1970-01-01

(2026-04) Scalable Registration-Based Encryption from Lattices

• [[Michael Klooß]]
• [[Russell W. F. Lai]]
• [[Jan Niklas Siemer]]
• [[Monisha Swarnakar]]

2026-04-13

• #cryptography
• #paper

Abstract

Registration-Based Encryption (RBE) is a public-key encryption mechanism which allows a user to register their identity (e.g. email address) and self-generated public key with a key curator (e.g. an organisation). The key curator aggregates these keys into a compact digest. Using only this digest and the recipient’s identity, anyone can encrypt messages to any registered user. As the key curator is not entrusted with any secrets, RBE presents a solution to the key escrow problem, which impedes the adoption of Identity-Based Encryption. This makes RBE an attractive solution for secure communication with and among members of an organisation while preserving user privacy. Despite recent advances [Döttling-Kolonelos-Lai-Lin-Malavolta-Rahimi, EUROCRYPT’23; Fiore-Kolonelos-de-Perthuis, ASIACRYPT’23], practical constructions of RBE are still limited to a small number of registered users (e.g. 1024), lack post-quantum security, or have ciphertext sizes scaling in the order of GB.

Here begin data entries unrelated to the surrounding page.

//! # Variant Expansion
//!
//! Flattens a product's variant matrix into independently sellable
//! line candidates for a given selling context.
//!
//! ```text
//! ┌─────────────────────────────────────────────────────────────────────────┐
//! │                       Variant Expansion                                 │
//! │                                                                         │
//! │  Product "Camiseta" (base 15.00)                                        │
//! │  ├── variant 0: rojo/M  (+0.00, stock t1:5)                             │
//! │  ├── variant 1: rojo/L  (+1.00, stock t1:0)   ← excluded (no stock)     │
//! │  └── variant 2: azul/M  (+0.50, stock t1:2)                             │
//! │          │                                                              │
//! │          ▼  expand_product(ctx = Physical { store: t1 })                │
//! │                                                                         │
//! │  Candidate { cart_id: "p1_variant_0", label: "Camiseta (rojo / M)",     │
//! │              price: 15.00, available: 5 }                               │
//! │  Candidate { cart_id: "p1_variant_2", label: "Camiseta (azul / M)",     │
//! │              price: 15.50, available: 2 }                               │
//! └─────────────────────────────────────────────────────────────────────────┘
//! ```
//!
//! ## Inclusion Rule (all must hold)
//! 1. `product.is_active`
//! 2. The visibility set for the context's channel is empty OR
//!    contains the context's store
//! 3. Resolved stock for the context is > 0
//!
//! ## Ordering
//! Candidates preserve product iteration order, then variant index
//! order. This order is stable and reproducible: proportional
//! depletion and allocation tie-breaks depend on it.

use serde::{Deserialize, Serialize};

use crate::types::Product;

// =============================================================================
// Selling Context
// =============================================================================

/// Where a candidate would be sold from.
#[derive(Debug, Clone, PartialEq, Eq, Serialize, Deserialize)]
#[serde(tag = "channel", rename_all = "snake_case")]
pub enum SellContext {
    /// A staffed till at one specific store. Availability is that
    /// store's view of stock.
    Physical { store_id: String },

    /// Online ordering. Availability aggregates the whole ledger.
    /// `store_id` narrows to one storefront's catalog; `None` is the
    /// cross-storefront aggregate view.
    Online { store_id: Option<String> },
}

impl SellContext {
    /// Resolves availability from a stock representation under this
    /// context's channel semantics.
    pub fn resolve(&self, levels: &crate::stock::StockLevels) -> i64 {
        match self {
            SellContext::Physical { store_id } => levels.resolve_for_store(store_id),
            SellContext::Online { .. } => levels.resolve_total(),
        }
    }

    /// Whether a product's visibility sets admit this context.
    ///
    /// An empty set means "all stores of that kind".
    fn admits(&self, product: &Product) -> bool {
        match self {
            SellContext::Physical { store_id } => {
                product.physical_store_ids.is_empty()
                    || product.physical_store_ids.iter().any(|s| s == store_id)
            }
            SellContext::Online { store_id } => match store_id {
                Some(id) => {
                    product.online_store_ids.is_empty()
                        || product.online_store_ids.iter().any(|s| s == id)
                }
                // Aggregate view: every online-visible product qualifies
                None => true,
            },
        }
    }
}

// =============================================================================
// Candidate
// =============================================================================

/// An independently sellable line: one variant, or the product itself
/// when it has no variants.
///
/// A candidate freezes everything the cart needs at expansion time:
/// effective price, availability snapshot, display label, and the
/// identification fields with variant-over-product fallback applied.
#[derive(Debug, Clone, Serialize, Deserialize)]
pub struct Candidate {
    /// Composite cart identity: `{product_id}` for plain products,
    /// `{product_id}_variant_{index}` for variants.
    pub cart_id: String,

    pub product_id: String,

    /// Index into the product's variant list, if any.
    pub variant_index: Option<usize>,

    /// Combined display label, e.g. "Camiseta (rojo / M)".
    pub label: String,

    /// Base price plus the variant's adjustment, in cents.
    pub unit_price_cents: i64,

    /// IVA rate in basis points (always the product's).
    pub iva_bps: u32,

    /// Availability resolved for the expansion context. The cart
    /// snapshots this as `max_stock` when the candidate is added.
    pub available: i64,

    /// SKU with variant override falling back to the product's.
    pub sku: String,

    /// Barcode with variant override falling back to the product's.
    pub barcode: Option<String>,

    /// Image with variant override falling back to the product's.
    pub image: Option<String>,
}

// =============================================================================
// Expansion
// =============================================================================

/// Expands one product into its sellable candidates for a context.
///
/// Returns an empty vector when the product is inactive, not visible
/// in the context, or nothing is in stock. Candidate order follows
/// variant index order.
pub fn expand_product(product: &Product, ctx: &SellContext) -> Vec<Candidate> {
    if !product.is_active || !ctx.admits(product) {
        return Vec::new();
    }

    if !product.has_variants() {
        let available = ctx.resolve(&product.stock);
        if available <= 0 {
            return Vec::new();
        }
        return vec![Candidate {
            cart_id: product.id.clone(),
            product_id: product.id.clone(),
            variant_index: None,
            label: product.name.clone(),
            unit_price_cents: product.price_cents,
            iva_bps: product.iva_bps,
            available,
            sku: product.sku.clone(),
            barcode: product.barcode.clone(),
            image: product.image.clone(),
        }];
    }

    product
        .variants
        .iter()
        .enumerate()
        .filter_map(|(index, variant)| {
            // Each variant resolves against its OWN stock levels
            let available = ctx.resolve(&variant.stock);
            if available <= 0 {
                return None;
            }

            let attribute_label = variant.attribute_label();
            let label = if attribute_label.is_empty() {
                product.name.clone()
            } else {
                format!("{} ({})", product.name, attribute_label)
            };

            Some(Candidate {
                cart_id: format!("{}_variant_{}", product.id, index),
                product_id: product.id.clone(),
                variant_index: Some(index),
                label,
                unit_price_cents: product.price_cents + variant.price_adjustment_cents,
                iva_bps: product.iva_bps,
                available,
                sku: variant.sku.clone().unwrap_or_else(|| product.sku.clone()),
                barcode: variant.barcode.clone().or_else(|| product.barcode.clone()),
                image: variant.image.clone().or_else(|| product.image.clone()),
            })
        })
        .collect()
}

/// Expands a catalog slice, preserving product order.
pub fn expand_catalog(products: &[Product], ctx: &SellContext) -> Vec<Candidate> {
    products
        .iter()
        .flat_map(|p| expand_product(p, ctx))
        .collect()
}

// =============================================================================
// Unit Tests
// =============================================================================

#[cfg(test)]
mod tests {
    use super::*;
    use crate::stock::{StockLevels, StoreBucket};
    use crate::types::{Variant, VariantAttribute};
    use chrono::Utc;

    fn plain_product(id: &str, stock: StockLevels) -> Product {
        let now = Utc::now();
        Product {
            id: id.to_string(),
            sku: format!("SKU-{}", id),
            barcode: Some(format!("84000{}", id)),
            name: format!("Producto {}", id),
            image: None,
            price_cents: 1500,
            iva_bps: 2100,
            min_stock: 0,
            is_active: true,
            stock,
            variants: vec![],
            physical_store_ids: vec![],
            online_store_ids: vec![],
            created_at: now,
            updated_at: now,
        }
    }

    fn variant(adjustment: i64, stock: StockLevels, value: &str) -> Variant {
        Variant {
            attributes: vec![VariantAttribute {
                name: "color".to_string(),
                value: value.to_string(),
            }],
            price_adjustment_cents: adjustment,
            stock,
            sku: None,
            barcode: None,
            image: None,
        }
    }

    fn physical(store: &str) -> SellContext {
        SellContext::Physical {
            store_id: store.to_string(),
        }
    }

    #[test]
    fn test_plain_product_yields_one_candidate() {
        let product = plain_product("p1", StockLevels::Unique { on_hand: 4 });
        let candidates = expand_product(&product, &physical("t1"));

        assert_eq!(candidates.len(), 1);
        let c = &candidates[0];
        assert_eq!(c.cart_id, "p1");
        assert_eq!(c.variant_index, None);
        assert_eq!(c.unit_price_cents, 1500);
        assert_eq!(c.available, 4);
        assert_eq!(c.label, "Producto p1");
    }

    #[test]
    fn test_inactive_product_excluded() {
        let mut product = plain_product("p1", StockLevels::Unique { on_hand: 4 });
        product.is_active = false;
        assert!(expand_product(&product, &physical("t1")).is_empty());
    }

    #[test]
    fn test_zero_stock_excluded() {
        let product = plain_product("p1", StockLevels::Unique { on_hand: 0 });
        assert!(expand_product(&product, &physical("t1")).is_empty());
        assert!(expand_product(&product, &SellContext::Online { store_id: None }).is_empty());
    }

    #[test]
    fn test_visibility_set_filters_physical() {
        let mut product = plain_product("p1", StockLevels::Unique { on_hand: 4 });
        product.physical_store_ids = vec!["t1".to_string()];

        assert_eq!(expand_product(&product, &physical("t1")).len(), 1);
        assert!(expand_product(&product, &physical("t2")).is_empty());
    }

    #[test]
    fn test_empty_visibility_set_means_everywhere() {
        let product = plain_product("p1", StockLevels::Unique { on_hand: 4 });

        // Empty sets admit any store and any channel context
        assert_eq!(expand_product(&product, &physical("t9")).len(), 1);
        assert_eq!(
            expand_product(
                &product,
                &SellContext::Online {
                    store_id: Some("web-1".to_string())
                }
            )
            .len(),
            1
        );
    }

    #[test]
    fn test_variants_expand_with_own_stock_and_price() {
        let mut product = plain_product("p1", StockLevels::Unique { on_hand: 99 });
        product.variants = vec![
            variant(0, StockLevels::Unique { on_hand: 5 }, "rojo"),
            variant(100, StockLevels::Unique { on_hand: 0 }, "azul"), // out of stock
            variant(50, StockLevels::Unique { on_hand: 2 }, "verde"),
        ];

        let candidates = expand_product(&product, &physical("t1"));

        assert_eq!(candidates.len(), 2);
        assert_eq!(candidates[0].cart_id, "p1_variant_0");
        assert_eq!(candidates[0].label, "Producto p1 (rojo)");
        assert_eq!(candidates[0].unit_price_cents, 1500);
        assert_eq!(candidates[1].cart_id, "p1_variant_2");
        assert_eq!(candidates[1].unit_price_cents, 1550);
        assert_eq!(candidates[1].available, 2);
    }

    #[test]
    fn test_channel_stock_semantics_differ() {
        let mut product = plain_product("p1", StockLevels::empty());
        product.stock = StockLevels::ByStore {
            buckets: vec![
                StoreBucket {
                    store_id: "t1".to_string(),
                    on_hand: 5,
                },
                StoreBucket {
                    store_id: "t2".to_string(),
                    on_hand: 3,
                },
            ],
        };

        let at_t2 = expand_product(&product, &physical("t2"));
        assert_eq!(at_t2[0].available, 3);

        let online = expand_product(&product, &SellContext::Online { store_id: None });
        assert_eq!(online[0].available, 8);
    }

    #[test]
    fn test_variant_fallback_to_product_identity() {
        let mut product = plain_product("p1", StockLevels::empty());
        let mut v = variant(0, StockLevels::Unique { on_hand: 1 }, "rojo");
        v.sku = Some("V-SKU".to_string());
        product.variants = vec![v, variant(0, StockLevels::Unique { on_hand: 1 }, "azul")];

        let candidates = expand_product(&product, &physical("t1"));
        assert_eq!(candidates[0].sku, "V-SKU");
        // No override: fall back to the product's identity
        assert_eq!(candidates[1].sku, "SKU-p1");
        assert_eq!(candidates[1].barcode, Some("84000p1".to_string()));
    }

    #[test]
    fn test_catalog_order_is_preserved() {
        let a = plain_product("a", StockLevels::Unique { on_hand: 1 });
        let b = plain_product("b", StockLevels::Unique { on_hand: 1 });
        let catalog = vec![a, b];

        let candidates = expand_catalog(&catalog, &physical("t1"));
        let ids: Vec<_> = candidates.iter().map(|c| c.cart_id.as_str()).collect();
        assert_eq!(ids, vec!["a", "b"]);
    }
}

The predominant way towards constructing practical RBE is a generic transformation from Laconic Encryption (LE). In this work, we identify an efficiency bottleneck in this transformation and present a new primitive called Batched Laconic Encryption (BLE) which admits a more succinct transformation to RBE. Our resulting RBE scheme is the first post-quantum construction that simultaneously supports a large number of registered users and asymptotically outperforms all comparable RBE schemes. Concretely, for at most $2^{30}$ registered users at 128-bit security, our scheme achieves a ciphertext size of 7 MB, improving on previously reported results by three orders of magnitude. We confirm our results through an open-source prototype implementation demonstrating that all algorithms execute within a few milliseconds. The post-quantum security of our construction is based on the standard Learning with Errors assumption, and our analysis enables several tweaks to significantly reduce ciphertext sizes in practical deployments.